> [What is required]: Instruction for the entries that follow: retype exactly the lines from the line with "let added = self.seen.insert(email.to_string());" to the line with "pub fn is_text_content(content_type: &str)", both included, and omit all others.

> [Material shown]:
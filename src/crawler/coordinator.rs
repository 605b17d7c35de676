//! Crawler coordinator - main crawl orchestration logic
//!
//! This module contains the crawl loop that ties everything together:
//! - Popping URIs off the frontier and gating them on the visited set
//! - Dispatching fetches, at most `concurrency` at a time
//! - Scanning text pages for emails, then for links
//! - Pushing in-scope links back onto the frontier
//!
//! The coordinator is the single owner of all crawl state. Fetch tasks
//! only perform I/O and hand their result back, so extraction and state
//! updates never race.

use crate::crawler::state::{EmailSet, Frontier, VisitedSet};
use crate::crawler::{FetchedPage, Fetcher};
use crate::extract::{find_emails, find_raw_links};
use crate::output::{format_summary, CrawlReport, CrawlStats, EmailSink};
use crate::url::{reconstruct_uri, Domain, Scope};
use crate::FetchError;
use chrono::Utc;
use std::sync::Arc;
use tokio::task::JoinSet;

/// How often (in completed fetches) progress is logged
const PROGRESS_INTERVAL: u64 = 25;

/// Single-domain email crawler
///
/// # Example
///
/// ```no_run
/// use email_harvest::config::Config;
/// use email_harvest::crawler::{Crawler, HttpFetcher};
/// use email_harvest::output::CollectingSink;
/// use email_harvest::url::Domain;
/// use std::sync::Arc;
///
/// # async fn example() -> Result<(), Box<dyn std::error::Error>> {
/// let fetcher = Arc::new(HttpFetcher::from_config(&Config::default())?);
/// let crawler = Crawler::new(Domain::parse("example.com")?, false);
/// let mut sink = CollectingSink::new();
/// let report = crawler.run(fetcher, &mut sink).await;
/// println!("found {} emails", report.emails.len());
/// # Ok(())
/// # }
/// ```
pub struct Crawler {
    scope: Scope,
    frontier: Frontier,
    visited: VisitedSet,
    emails: EmailSet,
    stats: CrawlStats,
    concurrency: usize,
}

impl Crawler {
    /// Creates a crawler whose frontier holds only `domain`
    pub fn new(domain: Domain, allow_subdomains: bool) -> Self {
        let frontier = Frontier::seeded(domain.as_str());
        Self {
            scope: Scope::new(domain, allow_subdomains),
            frontier,
            visited: VisitedSet::default(),
            emails: EmailSet::default(),
            stats: CrawlStats::default(),
            concurrency: 1,
        }
    }

    /// Sets the maximum number of fetches in flight (at least 1)
    ///
    /// With 1, pages are visited in strict depth-first stack order.
    pub fn with_concurrency(mut self, concurrency: usize) -> Self {
        self.concurrency = concurrency.max(1);
        self
    }

    pub fn domain(&self) -> &Domain {
        self.scope.domain()
    }

    pub fn concurrency(&self) -> usize {
        self.concurrency
    }

    pub fn frontier_len(&self) -> usize {
        self.frontier.len()
    }

    pub fn visited_count(&self) -> usize {
        self.visited.len()
    }

    /// Distinct emails found so far, in first-discovery order
    pub fn emails(&self) -> &[String] {
        self.emails.as_slice()
    }

    pub fn stats(&self) -> &CrawlStats {
        &self.stats
    }

    /// Runs the crawl until the frontier is empty
    ///
    /// Each new email is passed to `sink` the moment it is found. Fetch
    /// failures are logged and counted, never returned: one bad link
    /// cannot stop the crawl.
    pub async fn run<S>(mut self, fetcher: Arc<dyn Fetcher>, sink: &mut S) -> CrawlReport
    where
        S: EmailSink + ?Sized,
    {
        let started_at = Utc::now();
        tracing::info!(
            "Starting crawl of {} (subdomains: {}, concurrency: {})",
            self.scope.domain(),
            self.scope.allows_subdomains(),
            self.concurrency
        );

        let mut in_flight: JoinSet<(String, Result<FetchedPage, FetchError>)> = JoinSet::new();
        let mut completed: u64 = 0;

        loop {
            while in_flight.len() < self.concurrency {
                let Some(uri) = self.frontier.pop() else {
                    break;
                };

                // Marked before the outcome is known: failed URIs are not retried.
                if !self.visited.mark(&uri) {
                    continue;
                }

                self.stats.pages_visited += 1;
                tracing::debug!("Visiting {}", uri);

                let fetcher = Arc::clone(&fetcher);
                in_flight.spawn(async move {
                    let result = fetcher.fetch(&uri).await;
                    (uri, result)
                });
            }

            let Some(joined) = in_flight.join_next().await else {
                tracing::info!("Frontier is empty, crawl complete");
                break;
            };

            match joined {
                Ok((uri, Ok(page))) => self.process_page(&uri, page, sink),
                Ok((uri, Err(e))) => {
                    tracing::debug!("Skipping {}: {}", uri, e);
                    self.stats.fetch_failures += 1;
                }
                Err(e) => {
                    tracing::warn!("Fetch task did not complete: {}", e);
                    self.stats.fetch_failures += 1;
                }
            }

            completed += 1;
            if completed % PROGRESS_INTERVAL == 0 {
                tracing::info!(
                    "Progress: {} pages visited, {} in frontier, {} emails",
                    self.stats.pages_visited,
                    self.frontier.len(),
                    self.emails.len()
                );
            }
        }

        let report = CrawlReport {
            domain: self.scope.domain().to_string(),
            emails: self.emails.into_vec(),
            stats: self.stats,
            started_at,
            finished_at: Utc::now(),
        };

        tracing::info!("{}", format_summary(&report));
        sink.crawl_finished(&report);
        report
    }

    /// Handles one successfully fetched page
    fn process_page<S>(&mut self, uri: &str, page: FetchedPage, sink: &mut S)
    where
        S: EmailSink + ?Sized,
    {
        if !page.is_text() {
            tracing::debug!("Skipping {} with content type {:?}", uri, page.content_type);
            self.stats.pages_non_text += 1;
            return;
        }

        self.stats.pages_scanned += 1;
        let new_emails = self.extract_emails(&page.body, sink);
        let queued = self.discover_links(&page.body);
        tracing::debug!("{}: {} new emails, {} links queued", uri, new_emails, queued);
    }

    /// Adds every new valid email in `text` to the email set
    ///
    /// Each addition is reported to `sink` immediately. Returns the number
    /// of emails that were new.
    pub fn extract_emails<S>(&mut self, text: &str, sink: &mut S) -> usize
    where
        S: EmailSink + ?Sized,
    {
        let mut added = 0;
        for email in find_emails(text) {
            if self.emails.insert(&email) {
                tracing::debug!("Found email {}", email);
                sink.email_found(&email);
                added += 1;
            }
        }
        added
    }

    /// Pushes every in-scope link in `text` onto the frontier
    ///
    /// Links are pushed even if already visited or queued; the visited
    /// check happens when they are popped. Returns the number pushed.
    pub fn discover_links(&mut self, text: &str) -> usize {
        let mut queued = 0;
        for raw_link in find_raw_links(text) {
            let Some(uri) = reconstruct_uri(&raw_link, self.scope.domain()) else {
                self.stats.links_unusable += 1;
                continue;
            };

            if self.scope.contains(&uri) {
                self.frontier.push(uri);
                self.stats.links_queued += 1;
                queued += 1;
            } else {
                tracing::trace!("Out of scope: {}", uri);
                self.stats.links_out_of_scope += 1;
            }
        }
        queued
    }
}
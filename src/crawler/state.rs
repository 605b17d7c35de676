//! Crawl state: frontier, visited set and email set
//!
//! The frontier is a plain LIFO stack: the most recently discovered URI is
//! visited next, which makes the crawl depth-first. Pushes are never
//! deduplicated. The visited set gates the fetch when a URI is popped.
//! All three collections only grow for the life of a crawl.

use std::collections::HashSet;

/// Stack of scheme-less URIs waiting to be visited
#[derive(Debug, Default)]
pub struct Frontier {
    stack: Vec<String>,
}

impl Frontier {
    /// Creates a frontier holding a single seed URI
    pub fn seeded(seed: impl Into<String>) -> Self {
        Self {
            stack: vec![seed.into()],
        }
    }

    /// Pushes a URI, even if it is already queued or visited
    pub fn push(&mut self, uri: String) {
        self.stack.push(uri);
    }

    /// Removes the most recently pushed URI
    pub fn pop(&mut self) -> Option<String> {
        self.stack.pop()
    }

    pub fn len(&self) -> usize {
        self.stack.len()
    }

    pub fn is_empty(&self) -> bool {
        self.stack.is_empty()
    }
}

/// URIs already taken off the frontier for a fetch attempt
#[derive(Debug, Default)]
pub struct VisitedSet {
    uris: HashSet<String>,
}

impl VisitedSet {
    /// Marks `uri` as visited
    ///
    /// Returns true only the first time a URI is marked. Checking and
    /// marking happen in one step, so a `true` result is the permission
    /// to fetch.
    pub fn mark(&mut self, uri: &str) -> bool {
        self.uris.insert(uri.to_string())
    }

    pub fn contains(&self, uri: &str) -> bool {
        self.uris.contains(uri)
    }

    pub fn len(&self) -> usize {
        self.uris.len()
    }

    pub fn is_empty(&self) -> bool {
        self.uris.is_empty()
    }
}

/// Distinct email addresses in first-discovery order
#[derive(Debug, Default)]
pub struct EmailSet {
    seen: HashSet<String>,
    ordered: Vec<String>,
}

impl EmailSet {
    /// Adds an email, returning true if it had not been seen before
    pub fn insert(&mut self, email: &str) -> bool {
        let added = self.seen.insert(email.to_string());
        if added {
            self.ordered.push(email.to_string());
        }
        added
    }

    pub fn contains(&self, email: &str) -> bool {
        self.seen.contains(email)
    }

    pub fn len(&self) -> usize {
        self.ordered.len()
    }

    pub fn is_empty(&self) -> bool {
        self.ordered.is_empty()
    }

    /// Emails in the order they were first inserted
    pub fn as_slice(&self) -> &[String] {
        &self.ordered
    }

    pub fn into_vec(self) -> Vec<String> {
        self.ordered
    }
}
//! HTTP fetcher implementation
//!
//! This module handles all network access for the crawler:
//! - The [`Fetcher`] trait the crawl loop talks to
//! - Building the reqwest client with the configured user agent and timeouts
//! - Mapping transport, status and body failures onto [`FetchError`]

use crate::config::Config;
use crate::url::to_fetch_url;
use crate::FetchError;
use async_trait::async_trait;
use reqwest::{redirect::Policy, Client};
use std::time::Duration;
use url::Url;

/// A successfully fetched resource
#[derive(Debug, Clone, PartialEq, Eq)]
pub struct FetchedPage {
    /// Content-Type header value, empty when the server sent none
    pub content_type: String,

    /// Body decoded as text, left empty for non-text responses
    pub body: String,
}

impl FetchedPage {
    pub fn new(content_type: impl Into<String>, body: impl Into<String>) -> Self {
        Self {
            content_type: content_type.into(),
            body: body.into(),
        }
    }

    /// Returns true if the declared content type is text-like
    pub fn is_text(&self) -> bool {
        is_text_content(&self.content_type)
    }
}

/// Returns true for content types eligible for extraction
///
/// Any type mentioning `text` qualifies (`text/html`, `text/plain`,
/// `text/css`, ...). Binary assets never do.
pub fn is_text_content(content_type: &str) -> bool {
    content_type.to_ascii_lowercase().contains("text")
}

/// Transport used by the crawler to retrieve a page
///
/// `uri` is scheme-less. Implementations decide how to turn it into a
/// request; the crawler only cares about the outcome.
#[async_trait]
pub trait Fetcher: Send + Sync {
    async fn fetch(&self, uri: &str) -> Result<FetchedPage, FetchError>;
}

/// Maximum number of redirect hops followed for a single fetch
pub const MAX_REDIRECTS: usize = 10;

/// Builds an HTTP client with proper configuration
///
/// HTTP redirects are followed transparently up to [`MAX_REDIRECTS`] hops.
/// Redirect loops and longer chains are transport failures.
///
/// # Example
///
/// ```no_run
/// use email_harvest::config::Config;
/// use email_harvest::crawler::build_http_client;
///
/// let client = build_http_client(&Config::default()).unwrap();
/// ```
pub fn build_http_client(config: &Config) -> Result<Client, reqwest::Error> {
    Client::builder()
        .user_agent(config.user_agent.header_value())
        .timeout(Duration::from_secs(config.crawler.request_timeout_secs))
        .connect_timeout(Duration::from_secs(config.crawler.connect_timeout_secs))
        .redirect(Policy::limited(MAX_REDIRECTS))
        .gzip(true)
        .brotli(true)
        .build()
}

/// [`Fetcher`] backed by reqwest, always speaking plain HTTP
#[derive(Debug, Clone)]
pub struct HttpFetcher {
    client: Client,
}

impl HttpFetcher {
    pub fn new(client: Client) -> Self {
        Self { client }
    }

    /// Builds the client from configuration
    pub fn from_config(config: &Config) -> Result<Self, reqwest::Error> {
        Ok(Self::new(build_http_client(config)?))
    }
}

#[async_trait]
impl Fetcher for HttpFetcher {
    async fn fetch(&self, uri: &str) -> Result<FetchedPage, FetchError> {
        let raw_url = to_fetch_url(uri);
        let url = Url::parse(&raw_url).map_err(|e| FetchError::MalformedUri {
            uri: uri.to_string(),
            reason: e.to_string(),
        })?;

        let response = self
            .client
            .get(url)
            .send()
            .await
            .map_err(|source| FetchError::Transport {
                url: raw_url.clone(),
                source,
            })?;

        let status = response.status();
        if !status.is_success() {
            return Err(FetchError::Status {
                url: raw_url,
                status: status.as_u16(),
            });
        }

        let content_type = response
            .headers()
            .get(reqwest::header::CONTENT_TYPE)
            .and_then(|v| v.to_str().ok())
            .unwrap_or("")
            .to_string();

        // Binary assets are never downloaded.
        if !is_text_content(&content_type) {
            return Ok(FetchedPage::new(content_type, String::new()));
        }

        let body = response.text().await.map_err(|e| FetchError::Body {
            url: raw_url,
            message: e.to_string(),
        })?;

        Ok(FetchedPage { content_type, body })
    }
}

> [Solved problem]:
        let added = self.seen.insert(email.to_string());
        if added {
            self.ordered.push(email.to_string());
        }
        added
    }

    pub fn contains(&self, email: &str) -> bool {
        self.seen.contains(email)
    }

    pub fn len(&self) -> usize {
        self.ordered.len()
    }

    pub fn is_empty(&self) -> bool {
        self.ordered.is_empty()
    }

    /// Emails in the order they were first inserted
    pub fn as_slice(&self) -> &[String] {
        &self.ordered
    }

    pub fn into_vec(self) -> Vec<String> {
        self.ordered
    }
}
//! HTTP fetcher implementation
//!
//! This module handles all network access for the crawler:
//! - The [`Fetcher`] trait the crawl loop talks to
//! - Building the reqwest client with the configured user agent and timeouts
//! - Mapping transport, status and body failures onto [`FetchError`]

use crate::config::Config;
use crate::url::to_fetch_url;
use crate::FetchError;
use async_trait::async_trait;
use reqwest::{redirect::Policy, Client};
use std::time::Duration;
use url::Url;

/// A successfully fetched resource
#[derive(Debug, Clone, PartialEq, Eq)]
pub struct FetchedPage {
    /// Content-Type header value, empty when the server sent none
    pub content_type: String,

    /// Body decoded as text, left empty for non-text responses
    pub body: String,
}

impl FetchedPage {
    pub fn new(content_type: impl Into<String>, body: impl Into<String>) -> Self {
        Self {
            content_type: content_type.into(),
            body: body.into(),
        }
    }

    /// Returns true if the declared content type is text-like
    pub fn is_text(&self) -> bool {
        is_text_content(&self.content_type)
    }
}

/// Returns true for content types eligible for extraction
///
/// Any type mentioning `text` qualifies (`text/html`, `text/plain`,
/// `text/css`, ...). Binary assets never do.
pub fn is_text_content(content_type: &str) -> bool {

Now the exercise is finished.